ROANOKE TIMES

                         Roanoke Times
                 Copyright (c) 1995, Landmark Communications, Inc.

DATE: SUNDAY, July 18, 1993                   TAG: 9307180210
SECTION: HORIZON                    PAGE: C-4   EDITION: METRO 
SOURCE: Reviewed by LENI ASHMORE SORENSEN
DATELINE:                                 LENGTH: Medium


FINAL THOUGHTS ON A LIFE WELL-LIVED AND TOO SHORT

DAYS OF GRACE: A MEMOIR. By Arthur Ashe and Arnold Rampersad. Knopf. $24.00.

Charles Barkley was paid to make a television ad declaring that he is not a role model.

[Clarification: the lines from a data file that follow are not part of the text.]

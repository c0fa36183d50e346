//! Protocol version 1 envelope.
//!
//! v1 servers identify the network by name (`"base-sepolia"`) and expect the payment
//! in the `X-PAYMENT` header as `{x402Version: 1, scheme, network, payload}`.

use serde::{Deserialize, Serialize};

use crate::proto::version_marker;

version_marker!(X402Version1, 1);

/// Signed payment sent to a v1 server.
#[derive(Debug, Clone, PartialEq, Serialize, Deserialize)]
#[serde(rename_all = "camelCase")]
pub struct PaymentPayload<TPayload> {
    pub x402_version: X402Version1,
    pub scheme: String,
    /// The network exactly as the server named it.
    pub network: String,
    pub payload: TPayload,
}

On the other hand, Michael Jordan is presumed to be such a role model that his gambling troubles are the subject of talk shows and numerous magazine articles.

Athletes, especially black athletes, are asked to fill many roles in our society. Few can live up to the expectations. One who can and did is Arthur Ashe.

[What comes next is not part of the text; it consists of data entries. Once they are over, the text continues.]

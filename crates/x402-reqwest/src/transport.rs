//! HTTP transport seam for the negotiator.
//!
//! The negotiator only needs `send(method, url, body, headers) -> {status, body, headers}`.
//! [`HttpTransport`] captures that contract; [`ReqwestTransport`] implements it on
//! top of a [`reqwest::Client`]. Transports perform a single call and never retry:
//! retry policy belongs to the negotiator, which knows which calls are safe to repeat.

use async_trait::async_trait;
use http::{HeaderMap, HeaderName, HeaderValue, Method, StatusCode};
use serde::ser::SerializeStruct;
use serde::{Serialize, Serializer};
use serde_json::Value;
use std::collections::BTreeMap;
use std::time::Duration;
use url::Url;

/// Default per-request timeout of [`ReqwestTransport`].
pub const DEFAULT_REQUEST_TIMEOUT: Duration = Duration::from_secs(30);

/// An outgoing request, owned so it can be replayed with a payment header attached.
#[derive(Debug, Clone)]
pub struct HttpRequest {
    pub method: Method,
    pub url: Url,
    pub headers: HeaderMap,
    pub body: Option<Vec<u8>>,
}

impl HttpRequest {
    pub fn new(method: Method, url: Url) -> Self {
        Self {
            method,
            url,
            headers: HeaderMap::new(),
            body: None,
        }
    }

    pub fn get(url: Url) -> Self {
        Self::new(Method::GET, url)
    }

    pub fn with_header(mut self, name: HeaderName, value: HeaderValue) -> Self {
        self.headers.insert(name, value);
        self
    }

    pub fn with_body(mut self, body: impl Into<Vec<u8>>) -> Self {
        self.body = Some(body.into());
        self
    }

    /// Copy of this request carrying `name: value`.
    ///
    /// Fails when either part is not a valid HTTP header token.
    pub fn with_payment_header(&self, name: &str, value: &str) -> Result<Self, TransportError> {
        let name = HeaderName::from_bytes(name.as_bytes())
            .map_err(|e| TransportError::other(format!("invalid header name {name}: {e}")))?;
        let value = HeaderValue::from_str(value)
            .map_err(|e| TransportError::other(format!("invalid header value: {e}")))?;
        let mut request = self.clone();
        request.headers.insert(name, value);
        Ok(request)
    }
}

/// A response as seen by the negotiator.
#[derive(Debug, Clone)]
pub struct HttpResponse {
    pub status: StatusCode,
    pub headers: HeaderMap,
    pub body: Vec<u8>,
}

impl HttpResponse {
    /// Header value as a string. Names are case-insensitive.
    pub fn header(&self, name: &str) -> Option<&str> {
        self.headers.get(name).and_then(|v| v.to_str().ok())
    }

    /// The body decoded as UTF-8, replacing invalid sequences.
    pub fn text(&self) -> String {
        String::from_utf8_lossy(&self.body).into_owned()
    }
}

/// Serialized as `{status, headers, body}`; a JSON body is embedded as JSON,
/// anything else as text.
impl Serialize for HttpResponse {
    fn serialize<S: Serializer>(&self, serializer: S) -> Result<S::Ok, S::Error> {
        let headers: BTreeMap<&str, &str> = self
            .headers
            .iter()
            .filter_map(|(name, value)| Some((name.as_str(), value.to_str().ok()?)))
            .collect();
        let body = serde_json::from_slice::<Value>(&self.body).unwrap_or_else(|_| Value::String(self.text()));
        let mut s = serializer.serialize_struct("HttpResponse", 3)?;
        s.serialize_field("status", &self.status.as_u16())?;
        s.serialize_field("headers", &headers)?;
        s.serialize_field("body", &body)?;
        s.end()
    }
}

#[derive(Debug, Clone, Copy, PartialEq, Eq)]
pub enum TransportErrorKind {
    Timeout,
    Connect,
    Other,
}

/// A request that produced no response.
#[derive(Debug, Clone, PartialEq, Eq, thiserror::Error)]
#[error("{message}")]
pub struct TransportError {
    pub kind: TransportErrorKind,
    pub message: String,
}

impl TransportError {
    pub fn new(kind: TransportErrorKind, message: impl Into<String>) -> Self {
        Self {
            kind,
            message: message.into(),
        }
    }

    pub fn other(message: impl Into<String>) -> Self {
        Self::new(TransportErrorKind::Other, message)
    }

    /// Timeouts and connection failures may succeed when tried again.
    pub fn is_transient(&self) -> bool {
        matches!(self.kind, TransportErrorKind::Timeout | TransportErrorKind::Connect)
    }
}

impl From<reqwest::Error> for TransportError {
    fn from(error: reqwest::Error) -> Self {
        let kind = if error.is_timeout() {
            TransportErrorKind::Timeout
        } else if error.is_connect() {
            TransportErrorKind::Connect
        } else {
            TransportErrorKind::Other
        };
        Self::new(kind, error.to_string())
    }
}

/// Sends one HTTP request. Implementations must not retry.
#[async_trait]
pub trait HttpTransport: Send + Sync {
    async fn send(&self, request: &HttpRequest) -> Result<HttpResponse, TransportError>;
}

#[async_trait]
impl<T: HttpTransport + ?Sized> HttpTransport for std::sync::Arc<T> {
    async fn send(&self, request: &HttpRequest) -> Result<HttpResponse, TransportError> {
        (**self).send(request).await
    }
}

/// [`HttpTransport`] backed by [`reqwest`].
#[derive(Debug, Clone)]
pub struct ReqwestTransport {
    client: reqwest::Client,
}

impl ReqwestTransport {
    /// A transport whose requests time out after `timeout`.
    pub fn new(timeout: Duration) -> Result<Self, TransportError> {
        let client = reqwest::Client::builder().timeout(timeout).build()?;
        Ok(Self { client })
    }

    /// Wraps an already configured client.
    pub fn from_client(client: reqwest::Client) -> Self {
        Self { client }
    }
}

#[async_trait]
impl HttpTransport for ReqwestTransport {
    async fn send(&self, request: &HttpRequest) -> Result<HttpResponse, TransportError> {
        let mut builder = self
            .client
            .request(request.method.clone(), request.url.clone())
            .headers(request.headers.clone());
        if let Some(body) = &request.body {
            builder = builder.body(body.clone());
        }
        let response = builder.send().await?;
        let status = response.status();
        let headers = response.headers().clone();
        let body = response.bytes().await?.to_vec();
        Ok(HttpResponse {
            status,
            headers,
            body,
        })
    }
}

#[cfg(test)]
mod tests {
    use super::*;
    use serde_json::json;

    fn response(body: &[u8]) -> HttpResponse {
        let mut headers = HeaderMap::new();
        headers.insert("content-type", HeaderValue::from_static("application/json"));
        HttpResponse {
            status: StatusCode::OK,
            headers,
            body: body.to_vec(),
        }
    }

    #[test]
    fn test_header_lookup_is_case_insensitive() {
        let response = response(b"{}");
        assert_eq!(response.header("Content-Type"), Some("application/json"));
        assert_eq!(response.header("x-missing"), None);
    }

    #[test]
    fn test_response_serializes_json_body_inline() {
        let value = serde_json::to_value(response(br#"{"ok":true}"#)).unwrap();
        assert_eq!(value["status"], 200);
        assert_eq!(value["body"], json!({"ok": true}));
        assert_eq!(value["headers"]["content-type"], "application/json");
    }

    #[test]
    fn test_response_serializes_text_body_as_string() {
        let value = serde_json::to_value(response(b"hello")).unwrap();
        assert_eq!(value["body"], "hello");
    }

    #[test]
    fn test_payment_header_leaves_original_untouched() {
        let original = HttpRequest::get("https://api.example.com/paid".parse().unwrap());
        let paid = original.with_payment_header("Payment-Signature", "abc").unwrap();
        assert!(original.headers.is_empty());
        assert_eq!(paid.headers.get("payment-signature").unwrap(), "abc");
        assert!(original.with_payment_header("bad header", "abc").is_err());
    }

    #[test]
    fn test_transient_kinds() {
        assert!(TransportError::new(TransportErrorKind::Timeout, "t").is_transient());
        assert!(TransportError::new(TransportErrorKind::Connect, "c").is_transient());
        assert!(!TransportError::other("o").is_transient());
    }
}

Ashe wrote several books, most notably a three-volume collection on black Americans in sports, but this book, written with the biographer of Langston Hughes, has been published posthumously.

"Days of Grace" deals primarily with the last years of Ashe's life and the issues surrounding the public disclosure of his battle with AIDS. It is a remarkably frank and detailed look.

Ashe was more than a tennis player, more than a business man, more than an activist. He was a thoughtful, introspective man who had clear ideas about his place in a world that has yet to solve the problems of race. He was willing to put his name, his reputation, and his money behind projects that would help the young, especially young black kids.

"Days of Grace" is not just a non-critical look at the American scene. The failures of the Black Power Movement in the sixties; the inability of black America to free itself of a dependence on certain charismatic leaders who are self serving and corrupt; and the loss of moral grounding in our youth all come under fire. There is a cool quality to the narrative; Ashe was not a man to weep or gnash his teeth and Rampersad, as his co-author, did not push for a confessional tone.

However, I was moved to tears by his letter to his young daughter. His love of family and his strong sense of the possibilities in a life well lived shine through.

Whether one followed Arthur Ashe's career in tennis or not, his life off the court was complex, compelling and well worth reading about.

Leni Ashmore Sorensen will begin graduate studies at the College of William and Mary this fall.